As others mentioned, there are no continuous $p,q$ that are defined everywhere with the required properties. Indeed, plugging in $y(x)=x^3$, one obtains
$$\forall x\in\mathbb{R}: 0 = 6x+3x^2p(x)+x^3q(x) = x(6+3xp(x)+x^2q(x)).$$
Thus
$$\forall x\in\mathbb{R}\setminus\{0\}:0 = 6+3xp(x)+x^2q(x).$$
Say $p,q$ are continuous at $0$. Taking the limit as $x\to 0$ thus gives $0=6$, a contraction.
On the other hand, if the interval of definition is allowed to be a proper subset of $\mathbb{R}$, one can find $p,q$. Indeed, let $a,b\in\mathbb{R}$, $a\neq0$, $D_{a,b} = \mathbb{R}\setminus\{0,-b/a\}$ and define
$$p_{a,b}:D_{a,b}\to\mathbb{R},x\mapsto \dfrac{-4ax-6b}{x(ax+b)},$$
$$q_{a,b}:D_{a,b}\to\mathbb{R},x\mapsto \dfrac{6ax+12b}{x^2(ax+b)}.$$
Then $p_{a,b},q_{a,b}$ are real analytic (see e.g.

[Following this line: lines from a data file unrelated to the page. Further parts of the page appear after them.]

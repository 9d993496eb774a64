// Copyright (C) 2026 Fred Clausen
// Use of this source code is governed by an MIT-style
// license that can be found in the LICENSE file or at
// https://opensource.org/licenses/MIT.

#![deny(
    clippy::pedantic,
    clippy::cargo,
    clippy::nursery,
    clippy::style,
    clippy::correctness,
    clippy::all,
    clippy::suspicious,
    clippy::complexity,
    clippy::perf,
    clippy::unwrap_used,
    clippy::expect_used
)]

mod apply;
mod command;
mod error;
mod queries;
mod session;
mod snapshot;
mod state;

#[cfg(test)]
mod tests;

pub use apply::apply;
pub use command::Command;
pub use error::CoreError;
pub use queries::{
    bookings_for_participant, bookings_with_status, committed_earnings, messages_for_booking,
    realized_earnings, truck_capacity_filled, truck_capacity_remaining, truck_status,
};
pub use session::{NewLoadRequest, Session};
pub use snapshot::{SnapshotError, SnapshotSink};
pub use state::{State, TransitionResult};
// Copyright (C) 2026 Fred Clausen
// Use of this source code is governed by an MIT-style
// license that can be found in the LICENSE file or at
// https://opensource.org/licenses/MIT.

//! Entity id generation.
//!
//! Ids are opaque strings built from a constant-width type prefix, a
//! zero-padded millisecond timestamp, and a sequence number. Because the
//! prefix is constant width, ids of one entity type sort lexicographically
//! in creation order; history views rely on that for their default ordering.

/// The entity type prefix baked into each generated id.
#[derive(Debug, Clone, Copy, PartialEq, Eq)]
pub enum IdPrefix {
    /// Load requests (`REQ`).
    Load,
    /// Bookings (`BKG`).
    Booking,
    /// Chat messages (`MSG`).
    Message,
    /// Notifications (`NTF`).
    Notification,
}

impl IdPrefix {
    /// Returns the constant-width prefix string.
    #[must_use]
    pub const fn as_str(&self) -> &'static str {
        match self {
            Self::Load => "REQ",
            Self::Booking => "BKG",
            Self::Message => "MSG",
            Self::Notification => "NTF",
        }
    }
}

/// Generates unique, creation-ordered entity ids.
///
/// The generator never moves backwards: if the supplied clock reads earlier
/// than a previously observed instant, the previous instant is reused and
/// the sequence number disambiguates. Two ids produced by the same generator
/// are therefore always distinct and ordered.
#[derive(Debug, Clone, PartialEq, Eq)]
pub struct IdGenerator {
    last_millis: u64,
    sequence: u16,
}

impl IdGenerator {
    /// Creates a new generator.
    #[must_use]
    pub const fn new() -> Self {
        Self {
            last_millis: 0,
            sequence: 0,
        }
    }

    /// Produces the next id for the given entity type.
    ///
    /// # Arguments
    ///
    /// * `prefix` - The entity type prefix
    /// * `now_millis` - The current wall clock in Unix milliseconds
    pub fn next(&mut self, prefix: IdPrefix, now_millis: u64) -> String {
        if now_millis > self.last_millis {
            self.last_millis = now_millis;
            self.sequence = 0;
        } else {
            // Same millisecond, or a clock that stepped backwards: keep the
            // observed instant and bump the sequence to stay monotonic.
            self.sequence = self.sequence.wrapping_add(1);
        }
        format!(
            "{}-{:013}-{:04}",
            prefix.as_str(),
            self.last_millis,
            self.sequence
        )
    }
}

impl Default for IdGenerator {
    fn default() -> Self {
        Self::new()
    }
}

Is any rational function $R(x)$ a real analytic function in its domain?), and $y(x)=x^3$ is a solution to
$$ y''(x)+p_{a,b}(x)\,y'(x)+q_{a,b}(x)\,y(x)=0, \quad x\in D_{a,b}. $$
(This can be verified by direct computation; alternatively see https://www.desmos.com/calculator/vbejfaja6l).
More generally one can reason as follows. Let $y:\mathbb{R}\to \mathbb{R}$ be $C^{r+2}$ (i.e. $r+2$ times continuously differentiable). We want to find two functions $p,q$ defined on an open interval that are at least continuous, such that
$$y''+py'+qy=0.$$
Instead consider the possibility of a "higher order integrating factor" $\alpha$; namely $\alpha\in C^2$ such that
$$(\alpha y)'' = 0,$$
that is, there are two numbers $a,b$ such that $\alpha(x) y(x) = ax+b$. When $x$ is not a zero of $y$, we thus would have
$$\alpha(x)=\dfrac{ax+b}{y(x)},$$
so that $\alpha$ is as regular as $y$. Expanding the double derivative one also has, for $x$ such that $y(x)\neq0$ and $x\neq -b/a$,
\begin{align*} 0 &= (\alpha y)''(x) = \alpha(x) y''(x) + 2\alpha'(x) y'(x)+ \alpha''(x) y(x) \\ &= \alpha(x) \left(y''(x) + \dfrac{2\alpha'(x)}{\alpha(x)} y'(x) + \dfrac{\alpha''(x)}{\alpha(x)} y(x)\right). \end{align*}
For such $x$, $\alpha(x)\neq 0 $, hence we have:
$$y''(x) + \dfrac{2\alpha'(x)}{\alpha(x)} y'(x) + \dfrac{\alpha''(x)}{\alpha(x)} y(x) = 0, \,\, x\in D_{a,b}=\{y\neq0\}\setminus\{-b/a\}.$$
Defining $p(x)=\dfrac{2\alpha'(x)}{\alpha(x)}$ and $q(x) = \dfrac{\alpha''(x)}{\alpha(x)}$, we have that $p\in C^{r+1}(D_{a,b};\mathbb{R})$ and $q\in C^{r}(D_{a,b};\mathbb{R})$, and
$$y''(x) + p(x) y'(x) + q(x) y(x) = 0, \,\, x\in D_{a,b}.$$
In particular, for any function there is a two parameter family of linear ODEs that the function solves on an open interval. It might be useful to also keep in mind the invariants discussed here: Which analogy between polynomials and differential equations did Rota have in mind in his TEN LESSONS?